Single by James Wesley
- Released: April 11, 2011
- Genre: Country
- Length: 3:26
- Label: Broken Bow
- Songwriters: Ben Glover Kyle Jacobs Randy Montana
- Producers: Rodney Clawson Dan Frizsell

James Wesley singles chronology
| "Real" (2010) | "Didn't I" (2011) | "Walking Contradiction" (2012) |

= Didn't I (James Wesley song) =

"Didn't I" is a song recorded by American country music artist James Wesley.
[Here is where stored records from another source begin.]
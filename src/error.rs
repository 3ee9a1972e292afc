//! API error types with HTTP status code mapping.
//!
//! [`ApiError`] is the central error type for the service. Each variant
//! maps to a specific HTTP status code and a structured JSON error
//! response with a stable snake_case code.

use axum::http::StatusCode;
use axum::response::{IntoResponse, Response};
use serde::Serialize;
use utoipa::ToSchema;

/// Structured JSON error response body.
///
/// All error responses follow this shape:
/// ```json
/// {
///   "error": {
///     "code": "not_found",
///     "message": "not found: listing 7f1a..."
///   }
/// }
/// ```
#[derive(Debug, Serialize, ToSchema)]
pub struct ErrorResponse {
    /// Structured error payload.
    pub error: ErrorBody,
}

/// Inner error body with a stable code and human-readable message.
#[derive(Debug, Serialize, ToSchema)]
pub struct ErrorBody {
    /// Stable snake_case error code clients can branch on.
    pub code: &'static str,
    /// Human-readable error message.
    pub message: String,
}

/// Server-side error enum with HTTP status code mapping.
///
/// Domain errors are constructed at the point of detection and pass
/// through untouched to the [`IntoResponse`] boundary. Infrastructure
/// failures (`Database`, `Storage`, `Internal`) are reported as a
/// generic internal error without leaking detail to the client.
#[derive(Debug, thiserror::Error)]
pub enum ApiError {
    /// Malformed request outside the permissive-ignore filter paths.
    #[error("bad request: {0}")]
    BadRequest(String),

    /// Missing or invalid credential.
    #[error("unauthorized: {0}")]
    Unauthorized(String),

    /// Authenticated but disallowed: insufficient role or device
    /// fingerprint mismatch.
    #[error("forbidden: {0}")]
    Forbidden(String),

    /// Requested entity does not exist (or is invisible to the caller).
    #[error("not found: {0}")]
    NotFound(String),

    /// Duplicate entity or malformed nested-JSON field.
    #[error("conflict: {0}")]
    Conflict(String),

    /// Schema validation failure.
    #[error("unprocessable: {0}")]
    Unprocessable(String),

    /// Persistence layer failure.
    #[error("database error: {0}")]
    Database(#[from] sqlx::Error),

    /// Object storage failure that must surface to the caller.
    #[error("storage error: {0}")]
    Storage(String),

    /// Internal server error.
    #[error("internal error: {0}")]
    Internal(String),
}

impl ApiError {
    /// Returns the stable error code for this variant.
    #[must_use]
    pub const fn code(&self) -> &'static str {
        match self {
            Self::BadRequest(_) => "bad_request",
            Self::Unauthorized(_) => "unauthorized",
            Self::Forbidden(_) => "forbidden",
            Self::NotFound(_) => "not_found",
            Self::Conflict(_) => "conflict",
            Self::Unprocessable(_) => "unprocessable",
            Self::Database(_) | Self::Storage(_) | Self::Internal(_) => "internal_server_error",
        }
    }

    /// Returns the HTTP status code for this variant.
    #[must_use]
    pub const fn status_code(&self) -> StatusCode {
        match self {
            Self::BadRequest(_) => StatusCode::BAD_REQUEST,
            Self::Unauthorized(_) => StatusCode::UNAUTHORIZED,
            Self::Forbidden(_) => StatusCode::FORBIDDEN,
            Self::NotFound(_) => StatusCode::NOT_FOUND,
            Self::Conflict(_) => StatusCode::CONFLICT,
            Self::Unprocessable(_) => StatusCode::UNPROCESSABLE_ENTITY,
            Self::Database(_) | Self::Storage(_) | Self::Internal(_) => {
                StatusCode::INTERNAL_SERVER_ERROR
            }
        }
    }

    /// Message exposed to the client. Infrastructure failures are
    /// replaced by a generic message; the detail stays in the logs.
    #[must_use]
    pub fn public_message(&self) -> String {
        match self {
            Self::Database(_) | Self::Storage(_) | Self::Internal(_) => {
                "internal server error".to_string()
            }
            other => other.to_string(),
        }
    }
}

impl IntoResponse for ApiError {
    fn into_response(self) -> Response {
        let status = self.status_code();
        if status == StatusCode::INTERNAL_SERVER_ERROR {
            tracing::error!(error = %self, "request failed");
        }
        let body = ErrorResponse {
            error: ErrorBody {
                code: self.code(),
                message: self.public_message(),
            },
        };
        let mut response = axum::Json(body).into_response();
        *response.status_mut() = status;
        response
    }
}

#[cfg(test)]
mod tests {
    use super::*;

    #[test]
    fn status_mapping_matches_taxonomy() {
        assert_eq!(
            ApiError::Unauthorized("x".into()).status_code(),
            StatusCode::UNAUTHORIZED
        );
        assert_eq!(
            ApiError::Forbidden("x".into()).status_code(),
            StatusCode::FORBIDDEN
        );
        assert_eq!(
            ApiError::NotFound("x".into()).status_code(),
            StatusCode::NOT_FOUND
        );
        assert_eq!(
            ApiError::Conflict("x".into()).status_code(),
            StatusCode::CONFLICT
        );
        assert_eq!(
            ApiError::Unprocessable("x".into()).status_code(),
            StatusCode::UNPROCESSABLE_ENTITY
        );
    }

    #[test]
    fn internal_errors_do_not_leak_detail() {
        let err = ApiError::Internal("connection string was postgres://secret".into());
        assert_eq!(err.public_message(), "internal server error");
        assert_eq!(err.code(), "internal_server_error");
    }
}
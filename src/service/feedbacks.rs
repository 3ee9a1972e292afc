//! Feedback service: lead capture with denormalized listing context.

use std::sync::Arc;

use tracing::info;
use uuid::Uuid;

use crate::domain::{Audience, Category, Feedback, Listing};
use crate::error::ApiError;
use crate::notify::TelegramNotifier;
use crate::persistence::{FeedbackRepo, ListingRepo};

/// Fields accepted on feedback update. Absent fields keep their value.
#[derive(Debug, Default)]
pub struct FeedbackUpdate {
    /// Lead's name.
    pub name: Option<String>,
    /// Lead's phone.
    pub phone: Option<String>,
    /// Lifecycle status.
    pub status: Option<String>,
    /// Re-targeted listing; re-derives title and agent.
    pub estate_id: Option<Uuid>,
    /// Free-form message.
    pub description: Option<String>,
}

/// Orchestration layer for lead operations.
#[derive(Debug, Clone)]
pub struct FeedbackService {
    feedbacks: FeedbackRepo,
    listings: ListingRepo,
    notifier: Arc<TelegramNotifier>,
}

impl FeedbackService {
    /// Creates a new `FeedbackService`.
    #[must_use]
    pub fn new(
        feedbacks: FeedbackRepo,
        listings: ListingRepo,
        notifier: Arc<TelegramNotifier>,
    ) -> Self {
        Self {
            feedbacks,
            listings,
            notifier,
        }
    }

    /// Lists leads; defaults to open ones when no status is given.
    ///
    /// # Errors
    ///
    /// Returns an [`ApiError`] on repository failure.
    pub async fn list(
        &self,
        status: Option<&str>,
        estate_id: Option<Uuid>,
    ) -> Result<Vec<Feedback>, ApiError> {
        self.feedbacks.list(status, estate_id).await
    }

    /// Fetches one lead.
    ///
    /// # Errors
    ///
    /// Returns [`ApiError::NotFound`] when absent.
    pub async fn get(&self, id: Uuid) -> Result<Feedback, ApiError> {
        self.feedbacks
            .find_by_id(id)
            .await?
            .ok_or_else(|| ApiError::NotFound("feedback not found".into()))
    }

    /// Captures a new lead. When it references a listing, the title and
    /// the responsible agent are denormalized from the listing at this
    /// moment and then frozen.
    ///
    /// # Errors
    ///
    /// Returns [`ApiError::NotFound`] for a dangling listing reference.
    pub async fn create(
        &self,
        name: &str,
        phone: &str,
        estate_id: Option<Uuid>,
        description: Option<&str>,
    ) -> Result<Feedback, ApiError> {
        let (title, estate_agent) = self.listing_context(estate_id).await?;
        let feedback = self
            .feedbacks
            .insert(
                name,
                phone,
                estate_id,
                description,
                estate_agent,
                title.as_deref(),
            )
            .await?;
        self.notifier.feedback_created(&feedback).await;
        info!(id = %feedback.id, "feedback created");
        Ok(feedback)
    }

    /// Updates a lead. The frozen title and agent are re-derived on
    /// every update from whichever listing the lead references after
    /// it, so a status-only change still picks up listing edits.
    ///
    /// # Errors
    ///
    /// Returns [`ApiError::NotFound`] when the lead is absent or the
    /// listing reference is dangling.
    pub async fn update(&self, id: Uuid, update: FeedbackUpdate) -> Result<Feedback, ApiError> {
        let current = self.get(id).await?;
        let estate_ref = update.estate_id.or(current.estate_id);
        let (title, estate_agent) = self.listing_context(estate_ref).await?;
        self.feedbacks
            .update(
                id,
                update.name.as_deref(),
                update.phone.as_deref(),
                update.status.as_deref(),
                update.estate_id,
                update.description.as_deref(),
                estate_agent,
                title.as_deref(),
            )
            .await?
            .ok_or_else(|| ApiError::NotFound("feedback not found".into()))
    }

    /// Deletes a lead.
    ///
    /// # Errors
    ///
    /// Returns [`ApiError::NotFound`] when absent.
    pub async fn delete(&self, id: Uuid) -> Result<Feedback, ApiError> {
        self.feedbacks
            .delete(id)
            .await?
            .ok_or_else(|| ApiError::NotFound("feedback not found".into()))
    }

    /// Title and agent derived from the referenced listing. A lead
    /// without a reference carries no context; a dangling reference is
    /// rejected.
    ///
    /// # Errors
    ///
    /// Returns [`ApiError::NotFound`] when the referenced listing does
    /// not exist.
    async fn listing_context(
        &self,
        estate_id: Option<Uuid>,
    ) -> Result<(Option<String>, Option<Uuid>), ApiError> {
        let Some(estate_id) = estate_id else {
            return Ok((None, None));
        };
        let listing = self
            .listings
            .find_by_id(estate_id, Audience::AdminService)
            .await?
            .ok_or_else(|| ApiError::NotFound("estate object not found".into()))?;
        Ok((Some(listing_title(&listing)), listing.fields.estate_agent))
    }
}

/// `2-room Apartment, Almaty, Abay 12` from whatever parts the listing
/// has.
fn listing_title(listing: &Listing) -> String {
    let category = Category::parse(&listing.fields.category).map_or("Other", Category::label);
    let mut title = match listing.fields.room_count {
        Some(rooms) => format!("{rooms}-room {category}"),
        None => category.to_owned(),
    };
    if let Some(geo) = listing.fields.geo_position.as_deref() {
        if let Some(city) = geo.city.as_deref().filter(|s| !s.is_empty()) {
            title.push_str(", ");
            title.push_str(city);
        }
        if let Some(street) = geo.street.as_deref().filter(|s| !s.is_empty()) {
            title.push_str(", ");
            title.push_str(street);
            if let Some(number) = geo.house_number.as_deref().filter(|s| !s.is_empty()) {
                title.push(' ');
                title.push_str(number);
            }
        }
    }
    title
}

#[cfg(test)]
mod tests {
    use super::*;
    use crate::domain::{GeoPosition, PropertyFields};
    use chrono::Utc;
    use serde_json::Map;
    use sqlx::types::Json;

    fn listing(rooms: Option<i32>, geo: Option<GeoPosition>) -> Listing {
        Listing {
            id: Uuid::new_v4(),
            fields: PropertyFields {
                deal_type: "sell".into(),
                category: "apartment".into(),
                price: 1,
                description: None,
                estate_agent: None,
                geo_position: geo.map(Json),
                owner_info: None,
                apartment_complex: None,
                images: Json(vec![]),
                documents: None,
                room_count: rooms,
                house_square: None,
                kitchen_square: None,
                house_building_year: None,
                target_floor: None,
                total_floor: None,
                not_first_floor: None,
                not_last_floor: None,
                attrs: Json(Map::new()),
            },
            business_type: None,
            visibility_status: "active".into(),
            created_at: Utc::now(),
            updated_at: Utc::now(),
        }
    }

    #[test]
    fn title_with_full_address() {
        let listing = listing(
            Some(2),
            Some(GeoPosition {
                city: Some("Almaty".into()),
                street: Some("Abay".into()),
                house_number: Some("12".into()),
                ..GeoPosition::default()
            }),
        );
        assert_eq!(listing_title(&listing), "2-room Apartment, Almaty, Abay 12");
    }

    #[test]
    fn title_without_rooms_or_geo_is_just_the_category() {
        assert_eq!(listing_title(&listing(None, None)), "Apartment");
    }

    #[test]
    fn house_number_is_skipped_without_a_street() {
        let listing = listing(
            Some(3),
            Some(GeoPosition {
                city: Some("Astana".into()),
                house_number: Some("7".into()),
                ..GeoPosition::default()
            }),
        );
        assert_eq!(listing_title(&listing), "3-room Apartment, Astana");
    }
}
It was released in April 2011. The song was written by Ben Glover, Kyle Jacobs and Randy Montana.

==Critical reception==
Amanda Hensel of Taste of Country gave the song a favorable review, writing that "with singable lyrics and familiar feelings, country music fans will be all over it." Bobby Peacock of Roughstock gave the song four stars out of five, saying that Wesley "matches up very well to the guitar-heavy but radio-friendly production."

==Music video==
The music video was directed by Marcel and premiered in July 2011.

==Chart performance==
"Didn't I" debuted at number 58 on the U.S. Billboard Hot Country Songs chart for the week of April 30, 2011.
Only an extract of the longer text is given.